WHAT YOU SHOULD DO:
Please copy out every line in the entries that includes the word "impl".

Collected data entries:
-------------------------
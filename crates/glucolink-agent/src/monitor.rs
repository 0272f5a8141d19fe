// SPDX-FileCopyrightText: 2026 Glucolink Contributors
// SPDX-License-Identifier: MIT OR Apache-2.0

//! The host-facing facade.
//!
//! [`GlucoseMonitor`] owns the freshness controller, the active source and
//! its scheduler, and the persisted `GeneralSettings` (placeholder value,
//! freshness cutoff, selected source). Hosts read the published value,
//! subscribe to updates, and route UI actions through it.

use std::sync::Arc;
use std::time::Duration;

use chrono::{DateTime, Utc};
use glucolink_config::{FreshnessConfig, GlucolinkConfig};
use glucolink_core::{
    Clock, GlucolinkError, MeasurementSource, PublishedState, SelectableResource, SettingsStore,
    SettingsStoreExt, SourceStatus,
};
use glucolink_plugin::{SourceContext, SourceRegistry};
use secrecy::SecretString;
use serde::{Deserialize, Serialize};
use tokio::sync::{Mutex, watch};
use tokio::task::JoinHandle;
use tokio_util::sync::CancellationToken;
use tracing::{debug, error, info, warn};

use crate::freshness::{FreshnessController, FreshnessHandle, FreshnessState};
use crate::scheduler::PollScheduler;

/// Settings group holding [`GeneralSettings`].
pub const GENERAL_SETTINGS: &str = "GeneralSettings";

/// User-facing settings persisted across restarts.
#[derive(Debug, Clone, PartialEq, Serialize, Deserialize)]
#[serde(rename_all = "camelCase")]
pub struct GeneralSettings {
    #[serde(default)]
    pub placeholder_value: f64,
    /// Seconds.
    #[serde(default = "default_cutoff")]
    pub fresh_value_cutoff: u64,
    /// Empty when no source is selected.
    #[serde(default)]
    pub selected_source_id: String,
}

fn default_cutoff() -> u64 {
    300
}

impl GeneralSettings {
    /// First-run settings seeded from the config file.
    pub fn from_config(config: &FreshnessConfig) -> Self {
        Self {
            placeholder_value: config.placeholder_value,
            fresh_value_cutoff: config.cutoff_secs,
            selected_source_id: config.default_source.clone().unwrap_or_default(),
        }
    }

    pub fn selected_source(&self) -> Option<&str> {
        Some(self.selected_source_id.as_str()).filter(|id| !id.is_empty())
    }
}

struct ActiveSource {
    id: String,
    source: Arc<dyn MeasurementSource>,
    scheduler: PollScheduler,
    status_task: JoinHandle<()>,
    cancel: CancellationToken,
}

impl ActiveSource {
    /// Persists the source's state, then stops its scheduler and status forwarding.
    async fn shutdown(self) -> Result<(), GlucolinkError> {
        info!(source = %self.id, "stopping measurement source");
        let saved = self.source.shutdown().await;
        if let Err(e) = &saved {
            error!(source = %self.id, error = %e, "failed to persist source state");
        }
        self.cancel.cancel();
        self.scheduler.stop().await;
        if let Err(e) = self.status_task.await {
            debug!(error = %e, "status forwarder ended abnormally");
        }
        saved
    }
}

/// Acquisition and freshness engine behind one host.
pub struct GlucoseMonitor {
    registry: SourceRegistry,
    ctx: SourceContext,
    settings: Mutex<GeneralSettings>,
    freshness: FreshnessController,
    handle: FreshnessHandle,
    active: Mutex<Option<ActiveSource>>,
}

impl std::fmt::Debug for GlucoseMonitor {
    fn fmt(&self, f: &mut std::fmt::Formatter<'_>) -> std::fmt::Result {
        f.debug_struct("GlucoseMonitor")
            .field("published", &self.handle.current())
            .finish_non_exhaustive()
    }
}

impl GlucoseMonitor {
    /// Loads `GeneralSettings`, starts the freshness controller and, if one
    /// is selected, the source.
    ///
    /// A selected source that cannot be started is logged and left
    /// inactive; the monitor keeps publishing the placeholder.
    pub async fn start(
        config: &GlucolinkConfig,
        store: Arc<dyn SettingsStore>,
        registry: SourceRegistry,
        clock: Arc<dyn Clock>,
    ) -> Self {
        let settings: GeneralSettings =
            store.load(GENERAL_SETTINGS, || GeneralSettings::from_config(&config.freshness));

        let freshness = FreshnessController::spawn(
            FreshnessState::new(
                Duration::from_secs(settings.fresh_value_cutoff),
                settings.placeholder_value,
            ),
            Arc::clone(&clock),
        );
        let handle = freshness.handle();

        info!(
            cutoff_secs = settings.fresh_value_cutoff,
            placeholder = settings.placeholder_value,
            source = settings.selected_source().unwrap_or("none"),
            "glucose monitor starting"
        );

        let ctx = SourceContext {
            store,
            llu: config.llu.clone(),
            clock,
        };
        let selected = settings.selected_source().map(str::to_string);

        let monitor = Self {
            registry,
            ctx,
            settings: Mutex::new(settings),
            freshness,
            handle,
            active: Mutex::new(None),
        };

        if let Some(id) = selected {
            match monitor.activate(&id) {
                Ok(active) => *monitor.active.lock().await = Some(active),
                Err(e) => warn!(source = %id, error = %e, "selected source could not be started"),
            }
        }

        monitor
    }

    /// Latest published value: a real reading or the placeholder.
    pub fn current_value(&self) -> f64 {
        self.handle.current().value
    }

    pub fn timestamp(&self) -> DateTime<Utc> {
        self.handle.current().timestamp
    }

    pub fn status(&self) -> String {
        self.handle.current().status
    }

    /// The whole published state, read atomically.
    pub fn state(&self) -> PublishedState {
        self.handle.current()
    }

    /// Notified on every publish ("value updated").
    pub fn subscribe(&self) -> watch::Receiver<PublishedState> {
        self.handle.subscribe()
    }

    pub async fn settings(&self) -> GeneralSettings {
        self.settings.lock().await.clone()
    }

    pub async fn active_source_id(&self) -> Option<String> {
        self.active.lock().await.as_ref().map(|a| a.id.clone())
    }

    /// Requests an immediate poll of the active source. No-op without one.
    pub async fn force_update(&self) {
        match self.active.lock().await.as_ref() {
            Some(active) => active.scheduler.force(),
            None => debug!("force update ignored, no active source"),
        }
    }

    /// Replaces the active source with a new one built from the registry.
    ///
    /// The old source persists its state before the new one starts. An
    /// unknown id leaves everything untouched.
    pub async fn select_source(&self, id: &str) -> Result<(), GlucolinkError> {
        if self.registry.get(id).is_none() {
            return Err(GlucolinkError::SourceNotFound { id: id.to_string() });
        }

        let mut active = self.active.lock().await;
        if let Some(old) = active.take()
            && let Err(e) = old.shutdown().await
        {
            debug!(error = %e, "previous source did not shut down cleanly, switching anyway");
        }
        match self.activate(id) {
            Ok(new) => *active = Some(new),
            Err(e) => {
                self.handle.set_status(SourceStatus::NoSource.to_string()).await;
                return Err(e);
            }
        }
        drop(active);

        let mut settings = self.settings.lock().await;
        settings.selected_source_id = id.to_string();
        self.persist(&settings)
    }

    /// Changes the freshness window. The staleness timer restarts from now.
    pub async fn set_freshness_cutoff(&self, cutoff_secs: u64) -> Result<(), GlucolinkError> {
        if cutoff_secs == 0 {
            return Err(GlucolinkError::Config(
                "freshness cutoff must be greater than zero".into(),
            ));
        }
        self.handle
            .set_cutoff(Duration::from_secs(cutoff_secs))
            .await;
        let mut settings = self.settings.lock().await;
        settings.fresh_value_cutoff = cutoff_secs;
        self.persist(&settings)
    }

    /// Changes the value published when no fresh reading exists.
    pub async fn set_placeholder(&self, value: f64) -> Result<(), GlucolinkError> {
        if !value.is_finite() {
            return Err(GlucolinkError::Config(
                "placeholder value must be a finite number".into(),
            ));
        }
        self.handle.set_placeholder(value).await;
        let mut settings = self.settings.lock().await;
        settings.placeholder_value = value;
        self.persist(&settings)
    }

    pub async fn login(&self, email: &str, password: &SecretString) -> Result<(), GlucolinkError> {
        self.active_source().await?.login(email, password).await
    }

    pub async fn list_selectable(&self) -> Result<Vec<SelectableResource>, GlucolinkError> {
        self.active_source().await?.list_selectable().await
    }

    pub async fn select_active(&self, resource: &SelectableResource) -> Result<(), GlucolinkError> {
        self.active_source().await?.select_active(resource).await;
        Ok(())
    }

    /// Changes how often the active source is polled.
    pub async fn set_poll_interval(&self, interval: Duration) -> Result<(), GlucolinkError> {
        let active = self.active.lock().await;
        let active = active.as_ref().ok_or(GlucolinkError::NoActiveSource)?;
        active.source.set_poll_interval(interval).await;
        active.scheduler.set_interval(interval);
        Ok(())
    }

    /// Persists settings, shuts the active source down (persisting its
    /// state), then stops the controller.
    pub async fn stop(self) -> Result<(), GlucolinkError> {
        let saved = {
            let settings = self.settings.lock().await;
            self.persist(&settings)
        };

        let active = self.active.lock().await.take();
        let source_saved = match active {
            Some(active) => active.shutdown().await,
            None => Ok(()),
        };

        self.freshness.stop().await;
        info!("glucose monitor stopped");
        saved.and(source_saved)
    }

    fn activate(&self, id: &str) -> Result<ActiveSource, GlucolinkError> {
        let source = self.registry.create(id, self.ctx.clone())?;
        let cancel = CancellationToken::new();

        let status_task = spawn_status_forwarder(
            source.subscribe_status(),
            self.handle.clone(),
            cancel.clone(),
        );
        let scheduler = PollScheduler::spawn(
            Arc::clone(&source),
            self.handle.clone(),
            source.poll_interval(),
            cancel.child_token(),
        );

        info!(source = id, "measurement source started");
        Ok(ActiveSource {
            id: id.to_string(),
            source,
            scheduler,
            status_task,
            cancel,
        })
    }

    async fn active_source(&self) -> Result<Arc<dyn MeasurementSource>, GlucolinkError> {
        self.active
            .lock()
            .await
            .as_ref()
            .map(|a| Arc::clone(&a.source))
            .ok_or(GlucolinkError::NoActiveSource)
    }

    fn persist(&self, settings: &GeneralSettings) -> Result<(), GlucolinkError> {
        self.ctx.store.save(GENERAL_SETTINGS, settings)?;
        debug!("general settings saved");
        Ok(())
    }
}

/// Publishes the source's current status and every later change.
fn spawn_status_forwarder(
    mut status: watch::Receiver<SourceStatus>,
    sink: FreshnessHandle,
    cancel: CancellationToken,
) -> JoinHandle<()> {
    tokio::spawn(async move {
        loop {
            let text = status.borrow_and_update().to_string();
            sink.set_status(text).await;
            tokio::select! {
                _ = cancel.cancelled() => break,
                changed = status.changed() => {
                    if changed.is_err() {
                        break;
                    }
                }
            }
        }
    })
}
-------------------------
TASK RESPONSE:
impl GeneralSettings {
impl ActiveSource {
impl std::fmt::Debug for GlucoseMonitor {
impl GlucoseMonitor {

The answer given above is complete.